● THE TASK
Return only that part of the material below which starts with the line containing "pub fn forward(&self, q: &Tensor, x: &Tensor, train: bool)" and goes on through the line containing "let blocks = (0..config.depth - 1)", restated exactly.

[Opening RAW DATA section]

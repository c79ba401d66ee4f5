use tch::{nn, Tensor};

use crate::attention::{CrossAttention, SelfAttention};
use crate::config::AttentivePoolerConfig;
use crate::init::trunc_normal_;
use crate::layer_norm::LayerNorm;

/// Two-layer MLP with exact GELU.
pub struct GeluMlp {
    fc1: nn::Linear,
    fc2: nn::Linear,
}

impl GeluMlp {
    pub fn new(vs: &nn::Path, dim: i64, hidden: i64) -> Self {
        Self {
            fc1: nn::linear(vs / "fc1", dim, hidden, Default::default()),
            fc2: nn::linear(vs / "fc2", hidden, dim, Default::default()),
        }
    }

    pub fn forward(&self, x: &Tensor) -> Tensor {
        x.apply(&self.fc1).gelu("none").apply(&self.fc2)
    }
}

/// Pre-norm batch-first transformer block.
pub struct Block {
    norm1: LayerNorm,
    attn: SelfAttention,
    norm2: LayerNorm,
    mlp: GeluMlp,
}

impl Block {
    pub fn new(vs: &nn::Path, dim: i64, num_heads: i64, config: &AttentivePoolerConfig) -> Self {
        let hidden = (dim as f64 * config.mlp_ratio) as i64;
        Self {
            norm1: LayerNorm::new(&(vs / "norm1"), dim, config.layer_norm_epsilon),
            attn: SelfAttention::new(&(vs / "attn"), dim, num_heads, config.qkv_bias),
            norm2: LayerNorm::new(&(vs / "norm2"), dim, config.layer_norm_epsilon),
            mlp: GeluMlp::new(&(vs / "mlp"), dim, hidden),
        }
    }

    pub fn forward(&self, x: &Tensor, train: bool) -> Tensor {
        let x = x + self.attn.forward(&self.norm1.forward(x), train);
        &x + self.mlp.forward(&self.norm2.forward(&x))
    }
}

/// Queries cross-attend to the normalised context, then pass through an MLP.
pub struct CrossAttentionBlock {
    norm1: LayerNorm,
    xattn: CrossAttention,
    norm2: LayerNorm,
    mlp: GeluMlp,
}

impl CrossAttentionBlock {
    pub fn new(vs: &nn::Path, dim: i64, num_heads: i64, config: &AttentivePoolerConfig) -> Self {
        let hidden = (dim as f64 * config.mlp_ratio) as i64;
        Self {
            norm1: LayerNorm::new(&(vs / "norm1"), dim, config.layer_norm_epsilon),
            xattn: CrossAttention::new(&(vs / "xattn"), dim, num_heads, config.qkv_bias),
            norm2: LayerNorm::new(&(vs / "norm2"), dim, config.layer_norm_epsilon),
            mlp: GeluMlp::new(&(vs / "mlp"), dim, hidden),
        }
    }

    /// q: [B, Q, D], x: [B, L, D]
    pub fn forward(&self, q: &Tensor, x: &Tensor, train: bool) -> Tensor {
        let q = q + self.xattn.forward(q, &self.norm1.forward(x), train);
        &q + self.mlp.forward(&self.norm2.forward(&q))
    }
}

/// Reduces a token sequence to `num_queries` summary vectors with learned queries.
pub struct AttentivePooler {
    query_tokens: Tensor,
    cross_attention_block: CrossAttentionBlock,
    blocks: Vec<Block>,
}

impl AttentivePooler {
    pub fn new(vs: &nn::Path, embed_dim: i64, num_heads: i64, config: &AttentivePoolerConfig) -> Self {
        let mut query_tokens = vs.var(
            "query_tokens",
            &[1, config.num_queries, embed_dim],
            nn::Init::Const(0.0),
        );
        trunc_normal_(&mut query_tokens, 0.0, config.init_std, -2.0, 2.0);

        let cross_attention_block =
            CrossAttentionBlock::new(&(vs / "cross_attention_block"), embed_dim, num_heads, config);
        let blocks = (0..config.depth - 1)
            .map(|i| Block::new(&(vs / "blocks" / i), embed_dim, num_heads, config))
            .collect();

        let pooler = Self {
            query_tokens,
            cross_attention_block,
            blocks,
        };
        pooler.init_weights(config.init_std);
        pooler
    }

    fn linears(&self) -> Vec<&nn::Linear> {
        let mut linears = Vec::new();
        for block in &self.blocks {
            linears.extend([&block.attn.qkv, &block.attn.proj, &block.mlp.fc1, &block.mlp.fc2]);
        }
        let cross = &self.cross_attention_block;
        linears.extend([&cross.xattn.q, &cross.xattn.kv, &cross.xattn.proj, &cross.mlp.fc1, &cross.mlp.fc2]);
        linears
    }

    fn init_weights(&self, std: f64) {
        for linear in self.linears() {
            let mut ws = linear.ws.shallow_clone();
            trunc_normal_(&mut ws, 0.0, std, -2.0, 2.0);
            if let Some(bs) = &linear.bs {
                let mut bs = bs.shallow_clone();
                tch::no_grad(|| {
                    let _ = bs.fill_(0.0);
                });
            }
        }

        // Residual output projections shrink with depth.
        let rescale = |w: &Tensor, layer_id: usize| {
            let mut w = w.shallow_clone();
            tch::no_grad(|| {
                let _ = w.g_div_scalar_((2.0 * layer_id as f64).sqrt());
            });
        };
        let mut layer_id = 0;
        for (i, block) in self.blocks.iter().enumerate() {
            layer_id = i;
            rescale(&block.attn.proj.ws, i + 1);
            rescale(&block.mlp.fc2.ws, i + 1);
        }
        rescale(&self.cross_attention_block.xattn.proj.ws, layer_id + 1);
        rescale(&self.cross_attention_block.mlp.fc2.ws, layer_id + 1);
    }

    /// x: [B, L, D] -> [B, num_queries, D]
    pub fn forward(&self, x: &Tensor, train: bool) -> Tensor {
        let x = self
            .blocks
            .iter()
            .fold(x.shallow_clone(), |x, blk| blk.forward(&x, train));
        let q = self
            .query_tokens
            .to_kind(x.kind())
            .repeat([x.size()[0], 1, 1]);
        self.cross_attention_block.forward(&q, &x, train)
    }
}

[Closing RAW DATA section]

● SOLUTION FOR THIS PROBLEM
    pub fn forward(&self, q: &Tensor, x: &Tensor, train: bool) -> Tensor {
        let q = q + self.xattn.forward(q, &self.norm1.forward(x), train);
        &q + self.mlp.forward(&self.norm2.forward(&q))
    }
}

/// Reduces a token sequence to `num_queries` summary vectors with learned queries.
pub struct AttentivePooler {
    query_tokens: Tensor,
    cross_attention_block: CrossAttentionBlock,
    blocks: Vec<Block>,
}

impl AttentivePooler {
    pub fn new(vs: &nn::Path, embed_dim: i64, num_heads: i64, config: &AttentivePoolerConfig) -> Self {
        let mut query_tokens = vs.var(
            "query_tokens",
            &[1, config.num_queries, embed_dim],
            nn::Init::Const(0.0),
        );
        trunc_normal_(&mut query_tokens, 0.0, config.init_std, -2.0, 2.0);

        let cross_attention_block =
            CrossAttentionBlock::new(&(vs / "cross_attention_block"), embed_dim, num_heads, config);
        let blocks = (0..config.depth - 1)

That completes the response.